# Are you allowed to bleach your hair when you are pregnant?!



## ColorMeFamous

I want to get this red out of my hair and go blonde!! I can wait the three months if I need to. Just wondering if anyone knows of any harms to baby??


----------



## countryblonde

I've done it several times. Im a hair colour technician.. i figure if i can do 7 to 10 clients with colour a day.. coloring my own should be fine... i am still a platinum blonde at 38.5 week pregnant.. i say bleach away.. just make sure its a well ventilated area.. and i would definitely say go ti a salon.. avedA products are very natural.. so i would say go to and aveda salon if you can.. best of luck goin blonde from red though.. can be quitete process


----------



## Melisa1985

I usually use a dye thats mostly made out of bleach & during my pregnancy I stayed away from it. I read many comments researching on google that bleach is not recommended due to the strong chemicals and smell. If the bleach does touch your scalp could be possibly bad. The chemicals of the bleach are so strong as it is even when you are not pregnant, I really didn't want to inhale that for like half an hour or so and than wonder "what if"...I stayed away from it even though that's the only product that works for me. So I would def. say stay away from bleach.

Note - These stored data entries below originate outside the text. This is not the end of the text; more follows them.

use std::env;
use std::fs;
use std::path::PathBuf;
use std::time::Duration;

use anyhow::{Context, Result};
use serde::{Deserialize, Serialize};

const DEFAULT_REFRESH_SECONDS: u64 = 1;
const DEFAULT_MESSAGE_PREVIEW_CHARS: usize = 100;
const MIN_MESSAGE_PREVIEW_CHARS: usize = 16;
const CONFIG_SCHEMA_VERSION: u32 = 2;

pub const DEFAULT_TARGET_SUBSTRING: &str = "claude";
pub const DEFAULT_EXCLUDED_SUBSTRINGS: [&str; 1] = ["Claude.app"];
pub const DEFAULT_HELPER_MARKERS: [&str; 2] = ["--claude-in-chrome-mcp", "--mcp"];

#[derive(Debug, Clone, Serialize, Deserialize)]
#[serde(default)]
pub struct WatchConfig {
    pub schema_version: u32,
    pub refresh_interval_secs: u64,
    pub show_helpers: bool,
    pub process: ProcessMatchConfig,
    pub display: DisplayConfig,
}

/// String-level rules deciding which processes belong to the monitored tool.
#[derive(Debug, Clone, Serialize, Deserialize, PartialEq, Eq)]
#[serde(default)]
pub struct ProcessMatchConfig {
    pub target_substring: String,
    pub excluded_substrings: Vec<String>,
    pub helper_markers: Vec<String>,
}

#[derive(Debug, Clone, Serialize, Deserialize, PartialEq, Eq)]
#[serde(default)]
pub struct DisplayConfig {
    pub message_preview_chars: usize,
}

#[derive(Debug, Clone)]
pub struct RuntimeSettings {
    pub refresh_interval: Duration,
    pub show_helpers: bool,
}

impl Default for WatchConfig {
    fn default() -> Self {
        Self {
            schema_version: CONFIG_SCHEMA_VERSION,
            refresh_interval_secs: DEFAULT_REFRESH_SECONDS,
            show_helpers: false,
            process: ProcessMatchConfig::default(),
            display: DisplayConfig::default(),
        }
    }
}

impl Default for ProcessMatchConfig {
    fn default() -> Self {
        Self {
            target_substring: DEFAULT_TARGET_SUBSTRING.to_string(),
            excluded_substrings: DEFAULT_EXCLUDED_SUBSTRINGS
                .iter()
                .map(ToString::to_string)
                .collect(),
            helper_markers: DEFAULT_HELPER_MARKERS
                .iter()
                .map(ToString::to_string)
                .collect(),
        }
    }
}

impl Default for DisplayConfig {
    fn default() -> Self {
        Self {
            message_preview_chars: DEFAULT_MESSAGE_PREVIEW_CHARS,
        }
    }
}

impl WatchConfig {
    pub fn load_or_init() -> Result<Self> {
        let cfg_path = config_path();
        if let Some(parent) = cfg_path.parent() {
            fs::create_dir_all(parent).with_context(|| {
                format!("failed to create config directory {}", parent.display())
            })?;
        }

        if cfg_path.exists() {
            let raw = fs::read_to_string(&cfg_path)
                .with_context(|| format!("failed to read {}", cfg_path.display()))?;
            let mut parsed: WatchConfig = serde_json::from_str(&raw)
                .with_context(|| format!("invalid JSON in {}", cfg_path.display()))?;
            if parsed.normalize_and_migrate() {
                parsed.save()?;
            }
            Ok(parsed)
        } else {
            let cfg = WatchConfig::default();
            cfg.save()?;
            Ok(cfg)
        }
    }

    pub fn save(&self) -> Result<()> {
        let path = config_path();
        if let Some(parent) = path.parent() {
            fs::create_dir_all(parent).with_context(|| {
                format!("failed to create config directory {}", parent.display())
            })?;
        }

        let data = serde_json::to_string_pretty(self)?;
        fs::write(&path, data).with_context(|| format!("failed to write {}", path.display()))?;
        Ok(())
    }

    fn normalize_and_migrate(&mut self) -> bool {
        let mut changed = false;

        if self.schema_version < CONFIG_SCHEMA_VERSION {
            self.schema_version = CONFIG_SCHEMA_VERSION;
            changed = true;
        }

        if self.refresh_interval_secs == 0 {
            self.refresh_interval_secs = DEFAULT_REFRESH_SECONDS;
            changed = true;
        }

        let target = self.process.target_substring.trim().to_string();
        if target.is_empty() {
            self.process.target_substring = DEFAULT_TARGET_SUBSTRING.to_string();
            changed = true;
        } else if target != self.process.target_substring {
            self.process.target_substring = target;
            changed = true;
        }

        if normalize_string_list(&mut self.process.excluded_substrings) {
            changed = true;
        }
        if normalize_string_list(&mut self.process.helper_markers) {
            changed = true;
        }

        if self.display.message_preview_chars < MIN_MESSAGE_PREVIEW_CHARS {
            self.display.message_preview_chars = MIN_MESSAGE_PREVIEW_CHARS;
            changed = true;
        }

        changed
    }
}

/// CLI flags win over the environment, which wins over the config file.
pub fn runtime_settings(
    config: &WatchConfig,
    interval_override: Option<u64>,
    show_helpers_flag: bool,
) -> RuntimeSettings {
    let refresh_secs = interval_override
        .filter(|secs| *secs > 0)
        .unwrap_or_else(|| env_u64("CLAUDEWATCH_REFRESH_SECONDS", config.refresh_interval_secs));
    RuntimeSettings {
        refresh_interval: Duration::from_secs(refresh_secs.max(1)),
        show_helpers: show_helpers_flag || config.show_helpers,
    }
}

/// Root of the monitored tool's per-user state, `~/.claude` unless
/// `CLAUDE_CONFIG_DIR` points elsewhere.
pub fn claude_home() -> PathBuf {
    if let Ok(custom) = env::var("CLAUDE_CONFIG_DIR") {
        let trimmed = custom.trim();
        if !trimmed.is_empty() {
            return PathBuf::from(trimmed);
        }
    }

    dirs::home_dir()
        .unwrap_or_else(|| PathBuf::from("."))
        .join(".claude")
}

pub fn projects_path() -> PathBuf {
    claude_home().join("projects")
}

pub fn config_path() -> PathBuf {
    if let Ok(custom) = env::var("CLAUDEWATCH_CONFIG") {
        let trimmed = custom.trim();
        if !trimmed.is_empty() {
            return PathBuf::from(trimmed);
        }
    }

    dirs::config_dir()
        .unwrap_or_else(|| PathBuf::from("."))
        .join("claudewatch")
        .join("config.json")
}

fn env_u64(name: &str, default: u64) -> u64 {
    env::var(name)
        .ok()
        .and_then(|v| v.trim().parse::<u64>().ok())
        .filter(|v| *v > 0)
        .unwrap_or(default)
}

fn normalize_string_list(values: &mut Vec<String>) -> bool {
    let normalized: Vec<String> = values
        .iter()
        .map(|value| value.trim().to_string())
        .filter(|value| !value.is_empty())
        .fold(Vec::new(), |mut acc, value| {
            if !acc.contains(&value) {
                acc.push(value);
            }
            acc
        });
    if *values != normalized {
        *values = normalized;
        return true;
    }
    false
}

I used a normal hair dye that did NOT do a good job, but I suffered, if you made it this far, you can wait a lil longer


----------



## chicky160

I'm a hairdresser too and it's absolutely fine don't let people scare monger you! I end up covered in it most days and am absolutely fine! It cannot pass through your system, placenta and into baby and with health and safety laws being as strict and frankly annoying as they currently are if there were any risks involved we wouldn't be allowed to use it pregnant or not. Like the other lady said going from red to blonde is a bit of a challenge thou! Be prepared to be ginger for a while! There's no avoiding it I'm afraid, if you've recently had your red topped up or have been red for a while then you can help the process along a little by washing your hair in head and shoulders, it'll help strip the colour out! 

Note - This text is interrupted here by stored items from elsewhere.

pub fn parse_session_file(path: &Path) -> Result<SessionStats, ParseError> {
    let file = File::open(path).map_err(|source| ParseError::Open {
        path: path.to_path_buf(),
        source,
    })?;
    let mut reader = BufReader::new(file);
    let mut accumulator = SessionAccumulator::default();

    let mut line = Vec::new();
    loop {
        line.clear();
        let bytes = reader
            .read_until(b'\n', &mut line)
            .map_err(|source| ParseError::Read {
                path: path.to_path_buf(),
                source,
            })?;
        if bytes == 0 {
            break;
        }
        if let Some(entry) = SessionLogEntry::decode(&line) {
            accumulator.apply_entry(&entry);
        }
    }

    Ok(accumulator.finish(path))
}

/// Counts consecutive message pairs whose gap is strictly greater than `gap`.
/// Pairs missing a timestamp, or running backwards, never count.
pub fn count_interruptions(messages: &[Message], gap: Duration) -> usize {
    messages
        .windows(2)
        .filter(|pair| match (pair[0].timestamp, pair[1].timestamp) {
            (Some(earlier), Some(later)) => (later - earlier)
                .to_std()
                .is_ok_and(|elapsed| elapsed > gap),
            _ => false,
        })
        .count()
}

// Negative spans clamp to zero instead of erroring.
fn clamped_duration(
    created_at: Option<DateTime<Utc>>,
    last_activity: Option<DateTime<Utc>>,
) -> Duration {
    match (created_at, last_activity) {
        (Some(start), Some(end)) => (end - start).to_std().unwrap_or_default(),
        _ => Duration::ZERO,
    }
}

fn fill_once(slot: &mut Option<String>, value: Option<&str>) {
    if slot.is_none()
        && let Some(value) = value.map(str::trim).filter(|v| !v.is_empty())
    {
        *slot = Some(value.to_string());
    }
}

fn min_datetime(
    left: Option<DateTime<Utc>>,
    right: Option<DateTime<Utc>>,
) -> Option<DateTime<Utc>> {
    match (left, right) {
        (Some(a), Some(b)) => Some(if a <= b { a } else { b }),
        (Some(a), None) => Some(a),
        (None, Some(b)) => Some(b),
        (None, None) => None,
    }
}

fn max_datetime(
    left: Option<DateTime<Utc>>,
    right: Option<DateTime<Utc>>,
) -> Option<DateTime<Utc>> {
    match (left, right) {
        (Some(a), Some(b)) => Some(if a >= b { a } else { b }),
        (Some(a), None) => Some(a),
        (None, Some(b)) => Some(b),
        (None, None) => None,
    }
}

pub(crate) fn parse_utc_timestamp(text: &str) -> Option<DateTime<Utc>> {
    DateTime::parse_from_rfc3339(text.trim())
        .map(|dt| dt.with_timezone(&Utc))
        .ok()
}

I have pregnant women ask me all the time if its safe and if I didn't believe it truly was I wouldn't do it, nor would I do anything to put my own child at risk! Good luck! :hugs:


----------



## Fortune Cooki

Personally I wouldn't do it. There is no obvious immediate harm with most chemicals in products, but these things build up in our bodies and can eventually cause harm. With anything we do our cells are affected. I wouldn't subject a fetus to such strong chemicals.


----------



## iwantabub

Done colours and bleaches e every couple months and haven't stopped...

Hairdresser ... Mw and doc all said it was totally fine !!!!


----------



## Fortune Cooki

This information may be helpful. When phrases such as "probably safe" are used, it indicates to me that science simply does not know for sure what kind of damage could be caused. 

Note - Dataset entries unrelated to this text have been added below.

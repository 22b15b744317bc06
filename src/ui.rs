use std::io::{Write, stdout};
use std::path::Path;

use anyhow::Result;
use crossterm::cursor::{Hide, MoveTo, Show};
use crossterm::execute;
use crossterm::style::{Color, Stylize};
use crossterm::terminal::{self, Clear, ClearType, EnterAlternateScreen, LeaveAlternateScreen};

use crate::discovery::{ProjectDir, SessionInfo};
use crate::process::{ProcessRecord, ProcessSort};
use crate::session::{Message, MessageFilter, SessionStats};
use crate::util::{
    format_local_time, format_memory_mb, human_duration, now_local, truncate, wrap_text,
};

const FOOTER_ROWS: u16 = 2;
const BANNER: &str = "claudewatch";

#[derive(Debug, Clone, Copy, PartialEq, Eq)]
pub enum UiLayoutMode {
    Full,
    Compact,
    Minimal,
}

#[derive(Debug, Clone, Copy, PartialEq, Eq)]
pub enum View {
    Processes,
    Sessions,
    Detail,
    Message,
    Projects,
}

impl View {
    fn title(self) -> &'static str {
        match self {
            Self::Processes => "Processes",
            Self::Sessions => "Sessions",
            Self::Detail => "Session Detail",
            Self::Message => "Message",
            Self::Projects => "Projects",
        }
    }
}

#[derive(Debug, Clone, Copy)]
pub struct FrameBudget {
    pub width: u16,
    pub height: u16,
    pub footer_rows: u16,
}

impl FrameBudget {
    fn new(width: u16, height: u16) -> Self {
        Self {
            width,
            height,
            footer_rows: FOOTER_ROWS.min(height),
        }
    }

    fn body_bottom(self) -> u16 {
        self.height.saturating_sub(self.footer_rows)
    }
}

pub struct RenderData<'a> {
    pub view: View,
    pub refresh_secs: u64,
    pub show_helpers: bool,
    pub sort: ProcessSort,
    pub ascending: bool,
    pub processes: &'a [ProcessRecord],
    pub process_cursor: usize,
    pub sessions_dir: Option<&'a Path>,
    pub sessions: &'a [SessionInfo],
    pub session_cursor: usize,
    pub detail: Option<&'a SessionStats>,
    pub message_filter: MessageFilter,
    pub detail_scroll: usize,
    pub preview_chars: usize,
    pub message: Option<&'a Message>,
    pub message_scroll: usize,
    pub projects: &'a [ProjectDir],
    pub project_cursor: usize,
    pub loading: bool,
    pub status: Option<&'a str>,
}

pub fn enter_terminal() -> Result<()> {
    let mut out = stdout();
    terminal::enable_raw_mode()?;
    execute!(out, EnterAlternateScreen, Hide)?;
    Ok(())
}

pub fn leave_terminal() -> Result<()> {
    let mut out = stdout();
    execute!(out, Show, LeaveAlternateScreen)?;
    terminal::disable_raw_mode()?;
    Ok(())
}

/// Rows available for a scrolling list once the header lines are drawn.
pub fn list_rows(height: u16) -> usize {
    usize::from(FrameBudget::new(0, height).body_bottom().saturating_sub(5))
}

pub fn draw(data: &RenderData<'_>) -> Result<()> {
    let mut out = stdout();
    let (width, height) = terminal::size()?;
    if width == 0 || height == 0 {
        return Ok(());
    }

    let budget = FrameBudget::new(width, height);
    let max_body_row = budget.body_bottom();
    let layout = select_layout_mode(width, height);
    let w = width as usize;

    execute!(out, MoveTo(0, 0), Clear(ClearType::All))?;

    let mut row = 0u16;
    render_header(&mut out, &mut row, max_body_row, w, layout, data)?;

    match data.view {
        View::Processes => render_processes(&mut out, &mut row, max_body_row, w, layout, data)?,
        View::Sessions => render_sessions(&mut out, &mut row, max_body_row, w, data)?,
        View::Detail => render_detail(&mut out, &mut row, max_body_row, w, layout, data)?,
        View::Message => render_message(&mut out, &mut row, max_body_row, w, data)?,
        View::Projects => render_projects(&mut out, &mut row, max_body_row, w, layout, data)?,
    }

    render_footer(&mut out, w, height, data.view)?;
    out.flush()?;
    Ok(())
}

fn render_header(
    out: &mut impl Write,
    row: &mut u16,
    max_body_row: u16,
    width: usize,
    layout: UiLayoutMode,
    data: &RenderData<'_>,
) -> Result<()> {
    let mut header = format!("{BANNER} | {} | {}", data.view.title(), now_local());
    if !matches!(layout, UiLayoutMode::Minimal) {
        header.push_str(&format!(
            " | refresh {}s | helpers {}",
            data.refresh_secs,
            if data.show_helpers { "on" } else { "off" }
        ));
    }
    if data.loading {
        header.push_str(" | loading...");
    }
    write_line(out, row, max_body_row, width, &header)?;

    match data.status {
        Some(status) => {
            if *row < max_body_row {
                execute!(out, MoveTo(0, *row), Clear(ClearType::CurrentLine))?;
                write!(out, "{}", truncate(status, width).with(Color::Red))?;
                *row += 1;
            }
        }
        None => {
            write_line(out, row, max_body_row, width, "")?;
        }
    }
    Ok(())
}

fn render_processes(
    out: &mut impl Write,
    row: &mut u16,
    max_body_row: u16,
    width: usize,
    layout: UiLayoutMode,
    data: &RenderData<'_>,
) -> Result<()> {
    let order = if data.ascending { "asc" } else { "desc" };
    let title = format!(
        "{} Claude process(es) | sort {} {order}",
        data.processes.len(),
        data.sort.label()
    );
    if !write_line(out, row, max_body_row, width, &hr(&title, width))? {
        return Ok(());
    }

    let columns = ProcessColumns::for_width(width, layout);
    write_line(out, row, max_body_row, width, &columns.header())?;

    if data.processes.is_empty() {
        let message = if data.loading {
            "Scanning..."
        } else {
            "No Claude processes found."
        };
        write_line(out, row, max_body_row, width, message)?;
        return Ok(());
    }

    let rows = usize::from(max_body_row.saturating_sub(*row));
    let (start, end) = visible_window(data.process_cursor, data.processes.len(), rows);
    for (idx, record) in data.processes[start..end].iter().enumerate() {
        let selected = start + idx == data.process_cursor;
        if !write_row(
            out,
            row,
            max_body_row,
            width,
            &columns.row(record),
            selected,
            record.is_helper,
        )? {
            break;
        }
    }
    Ok(())
}

fn render_sessions(
    out: &mut impl Write,
    row: &mut u16,
    max_body_row: u16,
    width: usize,
    data: &RenderData<'_>,
) -> Result<()> {
    let dir = data
        .sessions_dir
        .map(|dir| dir.display().to_string())
        .unwrap_or_else(|| "n/a".to_string());
    let title = format!("{} session(s) in {dir}", data.sessions.len());
    if !write_line(out, row, max_body_row, width, &hr(&title, width))? {
        return Ok(());
    }
    write_line(
        out,
        row,
        max_body_row,
        width,
        &session_header(width),
    )?;

    if data.sessions.is_empty() {
        let message = if data.loading {
            "Looking for session logs..."
        } else {
            "No sessions recorded for this directory."
        };
        write_line(out, row, max_body_row, width, message)?;
        return Ok(());
    }

    let rows = usize::from(max_body_row.saturating_sub(*row));
    let (start, end) = visible_window(data.session_cursor, data.sessions.len(), rows);
    for (idx, info) in data.sessions[start..end].iter().enumerate() {
        let selected = start + idx == data.session_cursor;
        if !write_row(
            out,
            row,
            max_body_row,
            width,
            &session_row(info, width),
            selected,
            false,
        )? {
            break;
        }
    }
    Ok(())
}

fn render_detail(
    out: &mut impl Write,
    row: &mut u16,
    max_body_row: u16,
    width: usize,
    layout: UiLayoutMode,
    data: &RenderData<'_>,
) -> Result<()> {
    let Some(stats) = data.detail else {
        let message = if data.loading {
            "Parsing session log..."
        } else {
            "No session loaded."
        };
        write_line(out, row, max_body_row, width, message)?;
        return Ok(());
    };

    if !write_line(out, row, max_body_row, width, &hr("Statistics", width))? {
        return Ok(());
    }

    let mut lines = vec![
        kv_line(
            "Session",
            stats.session_id.as_deref().unwrap_or("n/a"),
        ),
        kv_line(
            "Started",
            &format_local_time(stats.created_at, "%Y-%m-%d %H:%M:%S"),
        ),
        kv_line("Duration", &human_duration(stats.duration)),
        kv_line(
            "Messages",
            &format!(
                "{} (user {}, assistant {})",
                stats.total_messages, stats.user_messages, stats.assistant_messages
            ),
        ),
        kv_line(
            "Events",
            &format!(
                "compacts {} | errors {} | interruptions {}",
                stats.compact_count, stats.error_count, stats.interruptions
            ),
        ),
    ];
    if matches!(layout, UiLayoutMode::Full) {
        lines.insert(1, kv_line("Title", stats.title.as_deref().unwrap_or("n/a")));
        lines.push(kv_line(
            "Version",
            &format!(
                "{} | branch {}",
                stats.claude_version.as_deref().unwrap_or("n/a"),
                stats.git_branch.as_deref().unwrap_or("n/a")
            ),
        ));
        lines.push(kv_line(
            "File",
            &stats.file_path.display().to_string(),
        ));
    }
    for line in lines {
        if !write_line(out, row, max_body_row, width, &line)? {
            return Ok(());
        }
    }

    let messages: Vec<_> = stats.filtered_messages(data.message_filter).collect();
    let title = format!(
        "Conversation | {} message(s) | filter {}",
        messages.len(),
        data.message_filter.label()
    );
    if !write_line(out, row, max_body_row, width, &hr(&title, width))? {
        return Ok(());
    }
    if messages.is_empty() {
        write_line(out, row, max_body_row, width, "No messages.")?;
        return Ok(());
    }

    let preview_chars = data.preview_chars.min(width.saturating_sub(24).max(8));
    for (idx, message) in messages.iter().skip(data.detail_scroll).enumerate() {
        let mut line = format!(
            "{} {:<9} {}",
            format_local_time(message.timestamp, "%H:%M:%S"),
            message.role.as_str(),
            message.preview(preview_chars)
        );
        if let Some(tool) = &message.tool_name {
            line.push_str(&format!(" [{tool}]"));
        }
        if !write_row(out, row, max_body_row, width, &line, idx == 0, false)? {
            break;
        }
    }
    Ok(())
}

fn render_message(
    out: &mut impl Write,
    row: &mut u16,
    max_body_row: u16,
    width: usize,
    data: &RenderData<'_>,
) -> Result<()> {
    let Some(message) = data.message else {
        write_line(out, row, max_body_row, width, "No message selected.")?;
        return Ok(());
    };

    let lines = message_lines(message, width);
    let rows = usize::from(max_body_row.saturating_sub(*row + 1));
    let scroll = data
        .message_scroll
        .min(lines.len().saturating_sub(rows.max(1)));
    let title = format!(
        "{} message | lines {}-{} of {}",
        message.role.as_str(),
        (scroll + 1).min(lines.len()),
        (scroll + rows).min(lines.len()),
        lines.len()
    );
    if !write_line(out, row, max_body_row, width, &hr(&title, width))? {
        return Ok(());
    }
    for line in lines.iter().skip(scroll) {
        if !write_line(out, row, max_body_row, width, line)? {
            break;
        }
    }
    Ok(())
}

/// Full text of one message, wrapped to `width`: metadata first, then the
/// tool invocation if any, then the content.
pub fn message_lines(message: &Message, width: usize) -> Vec<String> {
    let mut lines = vec![
        kv_line("Role", message.role.as_str()),
        kv_line("Time", &format_local_time(message.timestamp, "%Y-%m-%d %H:%M:%S")),
        kv_line("Kind", message.kind.label()),
    ];
    if let Some(tool) = &message.tool_name {
        lines.push(kv_line("Tool", tool));
    }
    if let Some(input) = &message.tool_input {
        lines.push("Tool input:".to_string());
        lines.extend(wrap_text(input, width));
    }
    lines.push(String::new());
    lines.extend(wrap_text(&message.content, width));
    lines
}

fn render_projects(
    out: &mut impl Write,
    row: &mut u16,
    max_body_row: u16,
    width: usize,
    layout: UiLayoutMode,
    data: &RenderData<'_>,
) -> Result<()> {
    let title = format!("{} project(s)", data.projects.len());
    if !write_line(out, row, max_body_row, width, &hr(&title, width))? {
        return Ok(());
    }

    if data.projects.is_empty() {
        let message = if data.loading {
            "Reading projects..."
        } else {
            "No projects found."
        };
        write_line(out, row, max_body_row, width, message)?;
        return Ok(());
    }

    let rows = usize::from(max_body_row.saturating_sub(*row));
    let (start, end) = visible_window(data.project_cursor, data.projects.len(), rows);
    for (idx, project) in data.projects[start..end].iter().enumerate() {
        let selected = start + idx == data.project_cursor;
        if !write_row(
            out,
            row,
            max_body_row,
            width,
            &project_row(project, layout),
            selected,
            project.original_path.is_none(),
        )? {
            break;
        }
    }
    Ok(())
}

https://americanpregnancy.org/isitsafe/hairtreatments.html

In my opinion there just isn't enough proof that it is safe. 

https://www.mayoclinic.com/health/hair-dye-and-pregnancy/AN00241


----------



## chicky160

If you really want to go lighter then as you are red the only real option is to use bleach, bleach has no pigment whatsoever, and its why its not used when you do go into a salon and have a skin test, if used inappropriately it can burn a sensitive scalp, also it's very unlikely that any decent hairstylist will apply bleach to your scalp for the purpose of lifting out red tint. The red I assume goes strait onto your scalp? which therefore if you want to believe dr google would do more harm than anything else! If its not in contact with your skin it can't do any harm, as for fumes you aren't being sent into a boiler and being asked to inhale old asbestos! 

In 20 years I have never ever heard or seen anything to make me think that it wouldn't be safe, except for maybe if you ate it?! :haha: but I wouldn't try that :winkwink:


----------



## AP

The only reasons for concern are
*colours and bleaches can take differently
*You are at more risk of an allergic reaction

I'm guessing you've bleached from red before - but if you havent - its a huge job! :rofl:

In answer to another point, bleach _can_ be used on the scalp but no stronger than 20vol is recommended. I had bleach applied at a salon a few weeks ago and it wasnt long for longer than 25 mins, and I still got minor slight burns from it. I'm an ex hairdresser, Ive used stronger bleaches against all advice for years but it goes to show reactions and burns can happen at any time. Please tread carefully!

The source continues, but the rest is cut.